Gomez est également rapporteur pour l’Irak au Parlement européen et en cette qualité elle maintien d’étroites relations avec des agents irakiens du régime iranien. Se référant à Mme Gomez, un officiel du régime clérical avait fait remarquer que sa fonction de rapporteur sur l’Irak était propice à la rapprocher de l’Iran qui a une présence très active sur le sol irakien. Gomez s’est rendu à trois reprises en Irak : janvier 2008 (Bagdad, Nasseria, Ur), février 2008 (Kurdistan, régions du nord) et en janvier 2009.
 
En Irak, Gomez à noué des relations avec les membres du Parlement et les officiels irakiens connus pour être des agents de long date au service du régime iranien. Hadi Ameri (alias Hadi Farhan Abdullah Al-Ameri) est l’un des agents en question. Présidant la Commission pour la sécurité et la défense au Parlement irakien, ce dernier a été pendant plusieurs années l’un des hauts responsables de l’Assemblée suprême de la Révolution islamique en Irak (ASRII), basée à Téhéran. Il a également dirigé la milice intégriste « BADR ».
 
 Hadi Ameri, marié à une iranienne, a vécu en Iran pendant plus de 20 ans. Il est un membre officiel de la force Qods des Pasdaran, l’armée idéologique du régime iranien, au sein duquel il détient le grade de brigadier général. Il a reçu sa formation à l’université Imam Hussein des gardiens de la révolution. Il est subordonné au brigadier général Ghasem Soleimani, commandant en chef de la Force spécial Qods pour les opérations extraterritoriales. (Soleimani figure sur la liste des autorités du régime sous le coup des sanctions votées par le Conseil de sécurité des Nations-Unis).
 
Ameri est le maître d’œuvre de la politique dictée par le Vevak (renseignement iranien) et la Force Qods.
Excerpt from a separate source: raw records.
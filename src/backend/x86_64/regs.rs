//! x86-64 Register Definitions
//!
//! This module defines the legacy x86-64 general purpose registers, the ones
//! addressable through a 3-bit ModR/M field without a REX prefix.

use crate::backend::bits::BitSequence;
use crate::error::{BackendError, Result};
use std::fmt;
use std::str::FromStr;

/// x86-64 General Purpose Registers
#[derive(Clone, Copy, Debug, PartialEq, Eq, Hash, PartialOrd, Ord)]
pub enum X86Reg {
    Rax, // Return value, accumulator
    Rcx, // 4th argument
    Rdx, // 3rd argument
    Rbx, // Callee-saved
    Rsp, // Stack pointer
    Rbp, // Base pointer
    Rsi, // 2nd argument
    Rdi, // 1st argument
}

impl X86Reg {
    /// Every modeled register, in encoding order
    pub const ALL: [X86Reg; 8] = [
        X86Reg::Rax,
        X86Reg::Rcx,
        X86Reg::Rdx,
        X86Reg::Rbx,
        X86Reg::Rsp,
        X86Reg::Rbp,
        X86Reg::Rsi,
        X86Reg::Rdi,
    ];

    /// Registers available for allocation (excludes RSP and RBP)
    pub const ALLOCATABLE: &'static [X86Reg] = &[
        X86Reg::Rax,
        X86Reg::Rcx,
        X86Reg::Rdx,
        X86Reg::Rbx,
        X86Reg::Rsi,
        X86Reg::Rdi,
    ];

    /// Argument registers (System V AMD64 ABI order, legacy registers only)
    pub const ARG_REGS: &'static [X86Reg] = &[
        X86Reg::Rdi, // 1st argument
        X86Reg::Rsi, // 2nd argument
        X86Reg::Rdx, // 3rd argument
        X86Reg::Rcx, // 4th argument
    ];

    /// Return value register
    pub const RETURN_REG: X86Reg = X86Reg::Rax;

    /// Stack pointer
    pub const STACK_PTR: X86Reg = X86Reg::Rsp;

    /// Base pointer
    pub const BASE_PTR: X86Reg = X86Reg::Rbp;

    /// Get the 3-bit register number used in ModR/M and opcode+reg forms
    pub fn number(self) -> u8 {
        match self {
            X86Reg::Rax => 0,
            X86Reg::Rcx => 1,
            X86Reg::Rdx => 2,
            X86Reg::Rbx => 3,
            X86Reg::Rsp => 4,
            X86Reg::Rbp => 5,
            X86Reg::Rsi => 6,
            X86Reg::Rdi => 7,
        }
    }

    /// The register number as a 3-bit field
    pub fn bits(self) -> BitSequence {
        let n = self.number();
        BitSequence::from_bits((0..3).rev().map(|i| (n >> i) & 1 == 1))
    }

    /// Reverse lookup from a 3-bit register number
    pub fn from_number(number: u8) -> Result<X86Reg> {
        Self::ALL
            .get(number as usize)
            .copied()
            .ok_or_else(|| BackendError::UnknownRegister {
                name: format!("#{}", number),
            })
    }

    /// Look up a register by its assembly name
    pub fn from_name(name: &str) -> Result<X86Reg> {
        Self::ALL
            .iter()
            .copied()
            .find(|reg| reg.name() == name)
            .ok_or_else(|| BackendError::UnknownRegister {
                name: name.to_string(),
            })
    }

    pub fn name(self) -> &'static str {
        match self {
            X86Reg::Rax => "rax",
            X86Reg::Rcx => "rcx",
            X86Reg::Rdx => "rdx",
            X86Reg::Rbx => "rbx",
            X86Reg::Rsp => "rsp",
            X86Reg::Rbp => "rbp",
            X86Reg::Rsi => "rsi",
            X86Reg::Rdi => "rdi",
        }
    }
}

impl FromStr for X86Reg {
    type Err = BackendError;

    fn from_str(s: &str) -> Result<Self> {
        Self::from_name(s)
    }
}

impl fmt::Display for X86Reg {
    fn fmt(&self, f: &mut fmt::Formatter<'_>) -> fmt::Result {
        write!(f, "{}", self.name())
    }
}
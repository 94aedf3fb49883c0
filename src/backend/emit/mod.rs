//! Assembly Text and Machine Code Output
//!
//! This module renders lowered programs as Intel syntax listings and as
//! hex dumps of their machine code. Both are diagnostic output; neither is
//! parsed back.

mod emitter;

pub use emitter::{emit_function, emit_assembly, hex_dump};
Cette force est connue pour avoir dirigé les attaques terroristes à l’extérieur de l’Iran. Ameri détient un compte bancaire à Téhéran au numéro 3014 et le code 3829597 au sein des  gardiens de la révolution. Au cours des sept dernières années, Ameri s’est  particulièrement distingué dans la campagne dirigée par le régime iranien contre la cité d’Achraf où sont réunis les résistants iraniens de l’OMPI.  La cité d’Achraf, situé à 50 kilomètre de la frontière iranienne est considérée comme un rempart contre les visés expansionnistes du régime iranien en Irak. Ameri œuvre inlassablement pour l’extradition de ses résidants à l’Iran.
 
Ameri a fait partie de la délégation irakienne qui s’est rendue fin avril 2009 au Parlement européen où il a rencontré Gomez. Concomitamment à l’adoption d’une résolution au Parlement européen en défense des résidants de la cité d’Achraf le 24 avril derniers, Ameri se trouvait au parlement pour œuvrer à empêcher son adoption.